Johannes Marijnus Antonius Maria (Jan) de Wit (Sieben Berge, 10. Mai1945) ist ein niederländischer ehemaliger Politiker für die SP.

De Wit war anfangs Anwalt und Rechtsanwalt. In seiner Heimatstadt Heerlen er erlangte großen Ruhm mit dem Aktionskomitee Ehrenschuld Bergleute. Die dortige SP-Abteilung wurde zu einer der größten in den Niederlanden.

Von 1982 bis 1996 war De Wit Stadtrat in Heerlen. Von 1995 bis 1998 war er in der Erstes Zimmer. 1998 wurde er Mitglied der Repräsentantenhaus, auf die er sich hauptsächlich konzentrierte Gerechtigkeit, Inneres und Asylpolitik. Er war im Auftrag der SP im Parlamentarischer Untersuchungsausschuss Bauwirtschaft (2002-2003). Er hat seine behalten Antrittsrede am 17. Juni 1998 über den Gesetzentwurf zur Änderung der Artikel 140 und 443 des Strafrecht (Parlamentarische Papiere 25638).[1] Er war Vorsitzender der ständigen Parlamentarischer Ausschuss für Soziales und Beschäftigung.[2]

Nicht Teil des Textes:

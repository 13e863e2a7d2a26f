//! Interactive console interface for PQA

mod ui;

pub use ui::{display_banner, is_exit_word, read_question};

// Re-export core types
pub use pqa_core::{Error, Result};
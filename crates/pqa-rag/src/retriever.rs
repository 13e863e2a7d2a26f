//! Top-k similarity retrieval

use pqa_core::{Result, ScoredChunk, Settings, VectorStore};
use pqa_providers::select_embedder;
use pqa_store::{CollectionName, PgVectorStore};

/// Embeds a question and queries the configured collection
///
/// Provider selection and the store connection are re-resolved per call, so
/// configuration changes between calls are picked up on the next one.
pub struct Retriever<'a> {
    settings: &'a Settings,
}

impl<'a> Retriever<'a> {
    pub fn new(settings: &'a Settings) -> Self {
        Self { settings }
    }

    /// Return up to `k` chunks nearest to `question`, best-first
    pub async fn similarity_search(&self, question: &str, k: usize) -> Result<Vec<ScoredChunk>> {
        let database_url = self.settings.require_database_url()?;
        let collection = CollectionName::new(self.settings.collection.clone())?;

        let embedder = select_embedder(self.settings)?;
        let vector = embedder.embed(question).await?;

        let store = PgVectorStore::connect(database_url, collection).await?;
        store.query(&vector, k).await
    }
}

#[cfg(test)]
mod tests {
    use super::*;
    use pqa_core::Error;

    #[tokio::test]
    async fn missing_database_url_is_a_configuration_error() {
        let settings = Settings::offline_defaults();
        let retriever = Retriever::new(&settings);
        let result = retriever.similarity_search("Qual o faturamento?", 10).await;
        assert!(matches!(result, Err(Error::Configuration(_))));
    }
}
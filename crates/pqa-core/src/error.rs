//! Error taxonomy shared by every PQA crate
//!
//! All failures are surfaced to the caller immediately and terminate the
//! current operation; nothing here is retried or recovered internally.

use thiserror::Error;

/// Errors produced by PQA components
#[derive(Debug, Error)]
pub enum Error {
    /// A required configuration value is missing or invalid
    #[error("configuration error: {0}")]
    Configuration(String),

    /// A referenced file does not exist
    #[error("not found: {0}")]
    NotFound(String),

    /// The vector store or a remote provider is unreachable
    #[error("connection error: {0}")]
    Connection(String),

    /// A remote provider returned a non-success status or a malformed body
    #[error("provider error: {0}")]
    Provider(String),

    /// A vector store statement failed
    #[error("vector store error: {0}")]
    Store(String),

    /// The source document could not be read as a PDF
    #[error("pdf error: {0}")]
    Pdf(String),

    /// Underlying I/O failure
    #[error("io error: {0}")]
    Io(#[from] std::io::Error),
}

/// Result alias used throughout the workspace
pub type Result<T> = std::result::Result<T, Error>;

#[cfg(test)]
mod tests {
    use super::*;

    #[test]
    fn display_includes_taxonomy_prefix() {
        let err = Error::Configuration("DATABASE_URL ausente".to_string());
        assert_eq!(
            err.to_string(),
            "configuration error: DATABASE_URL ausente"
        );

        let err = Error::NotFound("./document.pdf".to_string());
        assert_eq!(err.to_string(), "not found: ./document.pdf");
    }

    #[test]
    fn io_errors_convert() {
        let io = std::io::Error::new(std::io::ErrorKind::BrokenPipe, "pipe");
        let err: Error = io.into();
        assert!(matches!(err, Error::Io(_)));
    }
}
//! Core traits and types for PQA (PDF Question Answering)
//!
//! This crate defines the fundamental traits and types used across the PQA
//! system. It provides capability-facing interfaces for embedding backends,
//! chat backends and vector stores, making the system test-friendly and
//! extensible.

pub mod chat;
pub mod config;
pub mod embedding;
pub mod error;
pub mod store;

pub use chat::ChatModel;
pub use config::Settings;
pub use embedding::Embedder;
pub use error::{Error, Result};
pub use store::{ChunkRecord, ScoredChunk, VectorStore};
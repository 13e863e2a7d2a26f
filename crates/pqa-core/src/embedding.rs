//! Embedding backend trait

use async_trait::async_trait;

use crate::Result;

/// Trait for embedding backends (OpenAI, Gemini, local models)
///
/// Implementations turn text into fixed-dimension vectors. The dimension is
/// fixed per backend/model but not known until the first call; callers that
/// need it read it off the first returned vector.
#[async_trait]
pub trait Embedder: Send + Sync {
    /// Short identifier of the backend ("openai", "gemini", "local")
    fn name(&self) -> &'static str;

    /// Model identifier this backend was constructed with
    fn model(&self) -> &str;

    /// Embed a single text
    async fn embed(&self, text: &str) -> Result<Vec<f32>>;

    /// Embed several texts, preserving input order
    ///
    /// The default implementation issues sequential single embeds; backends
    /// with a batch endpoint override it. Output length always equals input
    /// length and `output[i]` corresponds to `texts[i]`.
    async fn embed_batch(&self, texts: &[String]) -> Result<Vec<Vec<f32>>> {
        let mut vectors = Vec::with_capacity(texts.len());
        for text in texts {
            vectors.push(self.embed(text).await?);
        }
        Ok(vectors)
    }
}
//! Vector store trait and types

use async_trait::async_trait;
use serde::{Deserialize, Serialize};

use crate::Result;

/// A chunk ready for persistence: text, queryable metadata and its vector
#[derive(Debug, Clone, Serialize, Deserialize)]
pub struct ChunkRecord {
    pub content: String,
    pub metadata: serde_json::Value,
    pub embedding: Vec<f32>,
}

/// One similarity-query hit
///
/// `score` is the store-defined distance; results are ordered best-first
/// (ascending distance). Ephemeral, lives for the duration of one query.
#[derive(Debug, Clone, Serialize, Deserialize)]
pub struct ScoredChunk {
    pub content: String,
    pub metadata: serde_json::Value,
    pub score: f32,
}

/// Trait for vector stores
///
/// Covers exactly what the pipeline needs: batched persistence and top-k
/// nearest-neighbour queries against one named collection. Duplicate
/// handling is the store's own policy; re-inserting the same content
/// appends new rows.
#[async_trait]
pub trait VectorStore: Send + Sync {
    /// Persist records as one logical batch, returning how many were written
    async fn insert_batch(&mut self, records: Vec<ChunkRecord>) -> Result<usize>;

    /// Return up to `k` stored chunks nearest to `vector`, best-first
    async fn query(&self, vector: &[f32], k: usize) -> Result<Vec<ScoredChunk>>;

    /// Number of stored chunks in the collection
    async fn count(&self) -> Result<u64>;
}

Seine Frau, Reed de Wit war mal Alderman in Heerlen und Landesvorsitzender der SP in Süd-Limburg.

Bei der Parlamentswahlen 2006 De Wit wurde Vierter bei der Kandidatenliste der SP.[3] Er bekam 9.163 Stimmen.

Am 24. Juni 2009 wurde Jan de Wit Vorsitzende des Nichtständiger Ausschuss zur Untersuchung des Finanzsystems, was dazu führt, dass Kreditkrise ging zu untersuchen. Dies wird wegen seiner Präsidentschaft auch als bezeichnet Ausschuss-De Wit genannt, Ausschuss des Repräsentantenhauses begann am 18. Januar 2010 mit öffentlichen Anhörungen. Am 10. Mai 2010 legte De Wit den ersten Bericht des Ausschusses vor. Damit wurden die Ursachen der Krise angegangen. Der zweite Teil der Untersuchung, der später in diesem Jahr stattfand, betraf die Handlungen des Kabinetts und des Repräsentantenhauses. Am 7. November 2011 begann der Untersuchungsausschuss Parlamentarische Untersuchung zum Finanzsystem, dessen Vorsitzender Jan de Wit war, mit den öffentlichen Verhören verschiedener Schlüsselakteure während der Kreditkrise.

Auf seine Initiative hin wurde das Verbot Blasphemie gelöscht.

Am 1. April 2014 verließ De Wit das Repräsentantenhaus und ging mit Pensionierung.